Nuclear ubiquitin ligases, NF-kappaB degradation, and the control of inflammation

Abstract

Transcriptional control of the vast majority of genes involved in the inflammatory response requires the nuclear factor kappaB (NF-kappaB) family of transcription factors. Stimulation and termination of NF-kappaB activity are subject to stringent spatiotemporal control. According to the classical model of NF-kappaB regulation, both activation and termination mechanisms are centered on inhibitor of NF-kappaB (IkappaB) proteins. Whereas activation of NF-kappaB requires degradation of the IkappaBs, the main mechanism responsible for termination of NF-kappaB activity is the resynthesis of a specific IkappaB, IkappaBalpha, which sequesters NF-kappaB dimers in the nucleus and translocates them to the cytoplasm in an inactive form. Studies now show that an additional mechanism that is required to prevent the uncontrolled activity of NF-kappaB proteins is their nuclear degradation.

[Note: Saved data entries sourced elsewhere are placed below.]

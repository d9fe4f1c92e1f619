use anyhow::{Context, Result};
use console::style;
use stackdeck_core::config;
use stackdeck_core::settings::Settings;

pub fn run() -> Result<()> {
    let path = config::settings_path()?;
    let current = Settings::load(&path).context("reading current settings")?;
    if Settings::is_configured(&path) {
        println!("Updating {}\n", path.display());
    } else {
        println!("No configuration yet, creating {}\n", path.display());
    }

    let updated = stackdeck_ui::settings::prompt_settings(&current)?;
    updated.save(&path).context("saving settings")?;
    println!("{}", style("Configuration saved.").green());
    Ok(())
}
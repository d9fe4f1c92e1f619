use thiserror::Error;

#[derive(Error, Debug)]
pub enum AppError {
    #[error("Home directory not found")]
    HomeDirNotFound,

    #[error("SSH error: {0}")]
    Ssh(String),

    #[error("Remote command failed: {0}")]
    Remote(String),

    #[error("Timeout waiting for {0}")]
    Timeout(String),

    #[error("Invalid configuration: {0}")]
    Config(String),

    #[error("Missing required parameter: {0}")]
    MissingParam(String),

    #[error("IO error: {0}")]
    Io(#[from] std::io::Error),

    #[error("JSON error: {0}")]
    Json(#[from] serde_json::Error),
}
async fn create_session_handler(State(state): State<AppState>, body: Bytes) -> Response {
    let req: CreateSessionRequest = if body.iter().all(u8::is_ascii_whitespace) {
        CreateSessionRequest::default()
    } else {
        match serde_json::from_slice(&body) {
            Ok(req) => req,
            Err(e) => return error_response(StatusCode::BAD_REQUEST, "Invalid request body", e),
        }
    };

    let (community, selections) = if req.from_stack {
        match StackRecord::load(&state.stack_path) {
            Ok(Some(record)) => {
                let selections = record.selections();
                (Some(record.community), selections)
            }
            Ok(None) => (None, Vec::new()),
            Err(e) => {
                return error_response(StatusCode::INTERNAL_SERVER_ERROR, "Failed to read stack", e)
            }
        }
    } else {
        (req.community, req.selections)
    };

    let catalog = Arc::clone(&state.catalog);
    let (session, skipped) = if community.is_some() || !selections.is_empty() {
        WizardSession::hydrate(catalog, req.mode, community.as_deref(), selections.as_slice())
    } else {
        (WizardSession::new(catalog, req.mode), Vec::new())
    };

    let id = uuid::Uuid::new_v4().to_string();
    let view = session.view();
    {
        let mut sessions = state.sessions.write().await;
        sweep_idle(&mut sessions, Instant::now());
        sessions.insert(id.clone(), SessionEntry::new(session));
    }
    tracing::debug!(%id, skipped = skipped.len(), "wizard session created");

    (StatusCode::CREATED, Json(SessionResponse { id, view, skipped })).into_response()
}

async fn get_session_handler(State(state): State<AppState>, Path(id): Path<String>) -> Response {
    let mut sessions = state.sessions.write().await;
    match sessions.get_mut(&id).map(SessionEntry::touch) {
        Some(session) => Json(SessionResponse {
            view: session.view(),
            id,
            skipped: Vec::new(),
        })
        .into_response(),
        None => not_found(&id),
    }
}

async fn delete_session_handler(State(state): State<AppState>, Path(id): Path<String>) -> Response {
    match state.sessions.write().await.remove(&id) {
        Some(_) => StatusCode::NO_CONTENT.into_response(),
        None => not_found(&id),
    }
}

/// Actions are applied in order; the first failure stops the batch and
/// the ones before it stay applied.
async fn apply_actions_handler(
    State(state): State<AppState>,
    Path(id): Path<String>,
    Json(body): Json<ActionBody>,
) -> Response {
    let actions = match body {
        ActionBody::One(action) => vec![action],
        ActionBody::Many(actions) => actions,
    };

    let mut sessions = state.sessions.write().await;
    let Some(session) = sessions.get_mut(&id).map(SessionEntry::touch) else {
        return not_found(&id);
    };
    for action in actions {
        if let Err(e) = session.apply(action) {
            return (
                wizard_status(&e),
                Json(json!({ "error": e.to_string(), "view": session.view() })),
            )
                .into_response();
        }
    }
    Json(session.view()).into_response()
}

async fn submit_session_handler(State(state): State<AppState>, Path(id): Path<String>) -> Response {
    // The session stays locked in the submitting phase while the sink runs.
    let payload = {
        let mut sessions = state.sessions.write().await;
        let Some(session) = sessions.get_mut(&id).map(SessionEntry::touch) else {
            return not_found(&id);
        };
        match session.begin_submit() {
            Ok(payload) => payload,
            Err(e) => {
                return (
                    wizard_status(&e),
                    Json(json!({ "error": e.to_string(), "view": session.view() })),
                )
                    .into_response()
            }
        }
    };

    let result = state.sink.submit(&payload).await;

    // Submitted sessions leave the map.
    let mut sessions = state.sessions.write().await;
    let view = match &result {
        Ok(()) => sessions.remove(&id).map(|mut entry| {
            entry.session.finish_submit(true);
            entry.session.view()
        }),
        Err(_) => sessions.get_mut(&id).map(|entry| {
            let session = entry.touch();
            session.finish_submit(false);
            session.view()
        }),
    };
    drop(sessions);
    match result {
        Ok(()) => {
            tracing::info!(%id, "wizard session submitted and closed");
            Json(json!({ "success": true, "view": view })).into_response()
        }
        Err(e) => (
            StatusCode::BAD_GATEWAY,
            Json(json!({ "success": false, "error": e.to_string(), "view": view })),
        )
            .into_response(),
    }
}
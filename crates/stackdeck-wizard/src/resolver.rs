//! Derives which options each level offers from the levels above it.

use crate::catalog::{Catalog, Origin};
use crate::selection::Selection;
use serde::Serialize;

/// Applications offered under one (platform, app-type) origin. The same
/// application name may appear in several groups.
#[derive(Debug, Clone, PartialEq, Eq, Serialize)]
pub struct AppGroup {
    pub origin: Origin,
    pub apps: Vec<String>,
}

#[derive(Debug, Clone, Default, PartialEq, Eq, Serialize)]
pub struct Visible {
    pub platforms: Vec<String>,
    pub app_types: Vec<String>,
    pub apps: Vec<AppGroup>,
}

impl Visible {
    pub fn offers_app(&self, origin: &Origin, app: &str) -> bool {
        self.apps
            .iter()
            .any(|g| &g.origin == origin && g.apps.iter().any(|a| a == app))
    }
}

pub fn resolve_visible(catalog: &Catalog, selection: &Selection) -> Visible {
    let Some(community) = selection
        .community
        .as_deref()
        .and_then(|id| catalog.community(id))
    else {
        return Visible::default();
    };

    let platforms: Vec<String> = community
        .platform_ids()
        .into_iter()
        .map(str::to_string)
        .collect();

    // Sources of app-types: the chosen platforms, or the community itself.
    let sources: Vec<Option<&str>> = if community.is_flat() {
        vec![None]
    } else {
        platforms
            .iter()
            .filter(|p| selection.platforms.contains(p))
            .map(|p| Some(p.as_str()))
            .collect()
    };

    let mut app_types: Vec<String> = Vec::new();
    let mut apps = Vec::new();
    for source in sources {
        let Some(types) = community.app_types(source) else {
            continue;
        };
        for entry in types {
            if !app_types.contains(&entry.id) {
                app_types.push(entry.id.clone());
            }
            if selection.app_types.contains(&entry.id) {
                apps.push(AppGroup {
                    origin: Origin::new(source, &entry.id),
                    apps: entry.apps.clone(),
                });
            }
        }
    }

    Visible {
        platforms,
        app_types,
        apps,
    }
}

/// Counts of values removed by [`prune`].
#[derive(Debug, Clone, Copy, Default, PartialEq, Eq)]
pub struct Pruned {
    pub community: bool,
    pub platforms: usize,
    pub app_types: usize,
    pub apps: usize,
}

impl Pruned {
    pub fn is_empty(&self) -> bool {
        !self.community && self.platforms == 0 && self.app_types == 0 && self.apps == 0
    }
}

/// Drop every choice the catalog no longer offers given the levels above.
///
/// Applied top-down so a removed platform also removes the app-types and
/// applications it alone was offering.
pub fn prune(catalog: &Catalog, selection: &mut Selection) -> Pruned {
    let mut pruned = Pruned::default();

    if let Some(id) = selection.community.as_deref() {
        if catalog.community(id).is_none() {
            pruned.community = true;
            pruned.platforms = selection.platforms.len();
            pruned.app_types = selection.app_types.len();
            pruned.apps = selection.apps.len();
            selection.clear();
            return pruned;
        }
    }

    let visible = resolve_visible(catalog, selection);
    let before = selection.platforms.len();
    selection.platforms.retain(|p| visible.platforms.contains(p));
    pruned.platforms = before - selection.platforms.len();

    let visible = resolve_visible(catalog, selection);
    let before = selection.app_types.len();
    selection.app_types.retain(|t| visible.app_types.contains(t));
    pruned.app_types = before - selection.app_types.len();

    let visible = resolve_visible(catalog, selection);
    let before = selection.apps.len();
    selection
        .apps
        .retain(|a| visible.offers_app(&a.origin(), &a.app));
    pruned.apps = before - selection.apps.len();

    if !pruned.is_empty() {
        tracing::debug!(?pruned, "dropped choices no longer offered");
    }
    pruned
}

At least two E3 ubiquitin ligases, one of which seems to be essential for control of nuclear NF-kappaB p65 (also known as RelA) in myeloid cells, have been identified. Moreover, additional evidence indicates that individual NF-kappaB dimers with particular activating or repressive properties may be differentially controlled by nuclear degradation, thus paving the way for the exploitation of NF-kappaB degradation pathways for therapeutic purposes.